Two koothu artists become pawns in a political power game and are falsely implicated in a drug smuggling case.

== Cast ==
- Vaibhav as Kumaran
- Anagha as Ilayaal
- Anthakudi Ilayaraja as Muthaiya
- Aadukalam Naren as Rengarajan
- Joju George as Dhanapalan
- Tamizh as Superintendent of Police Haridas
- V. I. S. Jayapalan as Chief Minister
- Munnar Ramesh as Karuvaayan
- Ravi Mariya as Sadagoppan
- Gajaraj as Vathiyar
- Aaru Bala as Kanthan
- M. P. Viswanathan as Varadhan
- Rajkumar as Ansari
- Kumar Sangappan as Kareem
- Adithya Menon as Bhaskar

== Music ==
The music was composed by Santhosh Narayanan.
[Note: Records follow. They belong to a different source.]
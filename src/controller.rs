//! Lifecycle controller
//!
//! Startup order:
//!   update tick → sender channel → texture factory → context/engine → shared texture →
//!   frame subscription
//!
//! Teardown runs in strict reverse order and tolerates any step never having been acquired:
//!   update tick → frame subscription → shared texture → texture factory → sender channel
//!
//! Unsubscribing before the texture is released is what keeps a late frame event from touching
//! a released texture.

use std::sync::Arc;

use spout_sender_core::host::{
    EventDispatcher, HostServices, SharedTexture, Stage, Subscription, TextureDesc,
    TextureFactory, DEFAULT_ORDER,
};
use spout_sender_core::{Diagnostics, ExportConfig, ExportEvent, ExportStats, SenderError};

use crate::channel::SenderChannel;
use crate::dispatch::{FrameCounters, FrameExporter};
use crate::heartbeat::Heartbeat;
use crate::output::TextureSender;
use crate::texture::TextureRegistry;
use crate::{logi, logw};

/// Subscription name the host sees for both of our observers.
pub const SUBSCRIPTION_NAME: &str = "Spout Sender Extension";

#[derive(Debug, Clone, Copy, PartialEq, Eq)]
pub enum LifecycleState {
    Uninitialized,
    Starting,
    Running,
    ShuttingDown,
    Stopped,
}

pub struct LifecycleController {
    state: LifecycleState,
    config: ExportConfig,
    diagnostics: Diagnostics,

    // Collaborators handed over by the host; consumed by start().
    events: Option<Arc<dyn EventDispatcher>>,
    stage: Option<Arc<dyn Stage>>,
    pending_factory: Option<Box<dyn TextureFactory>>,

    heartbeat: Arc<Heartbeat>,
    counters: Arc<FrameCounters>,

    // Acquired resources, released in reverse order by stop().
    update_sub: Option<Subscription>,
    channel: Arc<SenderChannel>,
    registry: Option<TextureRegistry>,
    texture: Option<Arc<dyn SharedTexture>>,
    exporter: Option<Arc<FrameExporter>>,
    frame_sub: Option<Subscription>,

    degraded: Option<String>,
}

impl LifecycleController {
    pub fn new(
        host: HostServices,
        sender: Box<dyn TextureSender>,
        config: ExportConfig,
        diagnostics: Diagnostics,
    ) -> Self {
        let heartbeat = Arc::new(Heartbeat::new(config.heartbeat_interval, diagnostics.clone()));
        let channel = Arc::new(SenderChannel::new(sender, diagnostics.clone()));
        Self {
            state: LifecycleState::Uninitialized,
            config,
            diagnostics,
            events: host.events,
            stage: host.stage,
            pending_factory: host.factory,
            heartbeat,
            counters: Arc::new(FrameCounters::default()),
            update_sub: None,
            channel,
            registry: None,
            texture: None,
            exporter: None,
            frame_sub: None,
            degraded: None,
        }
    }

    pub fn state(&self) -> LifecycleState {
        self.state
    }

    pub fn config(&self) -> &ExportConfig {
        &self.config
    }

    /// Why frame export is disabled, if it is.
    pub fn degraded_reason(&self) -> Option<&str> {
        self.degraded.as_deref()
    }

    pub fn is_exporting(&self) -> bool {
        self.frame_sub.is_some()
    }

    pub fn shared_texture(&self) -> Option<&Arc<dyn SharedTexture>> {
        self.texture.as_ref()
    }

    pub fn stats(&self) -> ExportStats {
        let mut stats = ExportStats {
            updates: self.heartbeat.ticks(),
            ..ExportStats::default()
        };
        stats.published = self.channel.published();
        stats.dropped = self.channel.dropped();
        self.counters.fill(&mut stats);
        stats
    }

    /// Bring the bridge up. Never fails: a missing collaborator only disables frame export.
    pub fn start(&mut self, ext_id: &str) {
        if self.state != LifecycleState::Uninitialized {
            logw!("INIT", "start('{ext_id}') ignored in state {:?}", self.state);
            return;
        }
        self.state = LifecycleState::Starting;
        logi!("INIT", "spout sender starting (ext_id: {ext_id})");

        // A missing dispatcher is reported once, by start_texture_export().
        if let Some(events) = &self.events {
            self.update_sub = Some(events.observe_post_update(
                SUBSCRIPTION_NAME,
                DEFAULT_ORDER,
                self.heartbeat.clone(),
            ));
        }

        self.channel.open(
            &self.config.channel_name,
            self.config.width,
            self.config.height,
            self.config.pixel_format,
        );

        if let Err(e) = self.start_texture_export() {
            logw!("INIT", "{e}; frame export disabled");
            self.diagnostics.emit(ExportEvent::Degraded {
                reason: e.to_string(),
            });
            self.degraded = Some(e.to_string());
        }

        self.state = LifecycleState::Running;
        logi!(
            "INIT",
            "spout sender running (channel='{}' exporting={})",
            self.config.channel_name,
            self.is_exporting()
        );
        self.diagnostics.emit(ExportEvent::Started {
            ext_id: ext_id.to_string(),
            degraded: self.degraded.is_some(),
        });
    }

    fn start_texture_export(&mut self) -> Result<(), SenderError> {
        // Without frame events a texture would never be read, so don't create one.
        let events = self
            .events
            .clone()
            .ok_or(SenderError::DispatcherUnavailable)?;
        let factory = self
            .pending_factory
            .take()
            .ok_or(SenderError::FactoryUnavailable)?;
        let registry = self.registry.insert(TextureRegistry::start(factory)?);

        let stage = self.stage.as_ref().ok_or(SenderError::ContextUnavailable)?;
        let context_name = stage
            .active_context_name()
            .ok_or(SenderError::ContextUnavailable)?;
        let engine_id = &self.config.engine_id;
        if !stage.is_engine_attached(engine_id) {
            logi!("INIT", "attaching engine '{engine_id}' to context '{context_name}'");
            stage.attach_engine(engine_id)?;
        }

        let desc = TextureDesc {
            name: self.config.texture_name.clone(),
            width: self.config.width,
            height: self.config.height,
            context_name,
            viewpoint_path: self.config.viewpoint_path.clone(),
            engine_id: self.config.engine_id.clone(),
        };
        let texture = self.texture.insert(registry.create(&desc)?).clone();
        self.diagnostics.emit(ExportEvent::TextureCreated {
            name: desc.name.clone(),
            width: desc.width,
            height: desc.height,
        });

        let exporter = Arc::new(FrameExporter::new(
            texture.clone(),
            self.channel.clone(),
            self.counters.clone(),
            &self.config,
        ));
        self.frame_sub = Some(events.observe_drawable_changed(
            SUBSCRIPTION_NAME,
            DEFAULT_ORDER,
            texture.id(),
            exporter.clone(),
        ));
        self.exporter = Some(exporter);
        Ok(())
    }

    /// Tear everything down. Idempotent; safe after a partial start.
    pub fn stop(&mut self) {
        if self.state == LifecycleState::Stopped {
            return;
        }
        self.state = LifecycleState::ShuttingDown;
        logi!("SHUTDOWN", "spout sender shutting down");

        if let Some(sub) = self.update_sub.take() {
            sub.release();
        }
        if let Some(sub) = self.frame_sub.take() {
            sub.release();
        }
        if let Some(exporter) = self.exporter.take() {
            exporter.detach();
        }
        if let Some(texture) = self.texture.take() {
            match self.registry.as_mut() {
                Some(registry) => registry.release(texture),
                None => logw!("SHUTDOWN", "texture outlived its factory"),
            }
        }
        if let Some(registry) = self.registry.take() {
            registry.stop();
        }
        // A factory that was never started is dropped without shutdown.
        self.pending_factory = None;

        let stats = self.stats();
        self.channel.close();

        self.state = LifecycleState::Stopped;
        logi!(
            "SHUTDOWN",
            "stopped (updates={} published={} dropped={} ignored={} empty={})",
            stats.updates,
            stats.published,
            stats.dropped,
            stats.ignored,
            stats.empty
        );
        self.diagnostics.emit(ExportEvent::Stopped { stats });
    }
}

impl Drop for LifecycleController {
    fn drop(&mut self) {
        if matches!(
            self.state,
            LifecycleState::Starting | LifecycleState::Running | LifecycleState::ShuttingDown
        ) {
            self.stop();
        }
    }
}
The audio rights were acquired by Maajja.

Track listing
| No. | Title | Lyrics | Singer(s) | Length |
|---|---|---|---|---|
| 1. | "Madichu Vecha Vethala" | Raja Gurusamy | Santhosh Narayanan, Anthakudi Ilaiyaraja | 4:16 |
| 2. | "Thani Maramai" | Uma Devi | Pavithra Ramesh, Aditya Ravindran | 4:48 |
| 3. | "Thangu Thakadi" | Raja Gurusamy | Anthakudi Ilayaraja | 2:20 |

== Release ==

=== Theatrical ===
The film is scheduled to be released in theatres on 23 September 2022. The teaser of the film was released on 14 March 2022. The distribution rights of the film in Tamil Nadu were acquired by B. Sakthivelan under the banner of Sakthi Film Factory.

=== Home media ===
The post-theatrical streaming rights of the film were bought by Netflix, where it began stream from 14 October 2022.

== Critical reception ==
M. Suganth of The Times of India who gave 3 stars out of 5 stars after reviewing the film stated that,"Santhosh Narayanan adds to the tense nature of the scenes with his score". Avinash Ravichandran of Cinema Express who gave 2.5 stars out of 5 stars after reviewing the film stated that "Although Buffoon definitely has a lot of heart and even more potential, there is only so much that intent can do when it has to contend with lackadaisical execution bogged further down by nonchalant writing". Harshini S V of Film Companion wrote that "Buffoon is not tempted to take the predictable route and does justice to its story with a convincing climax.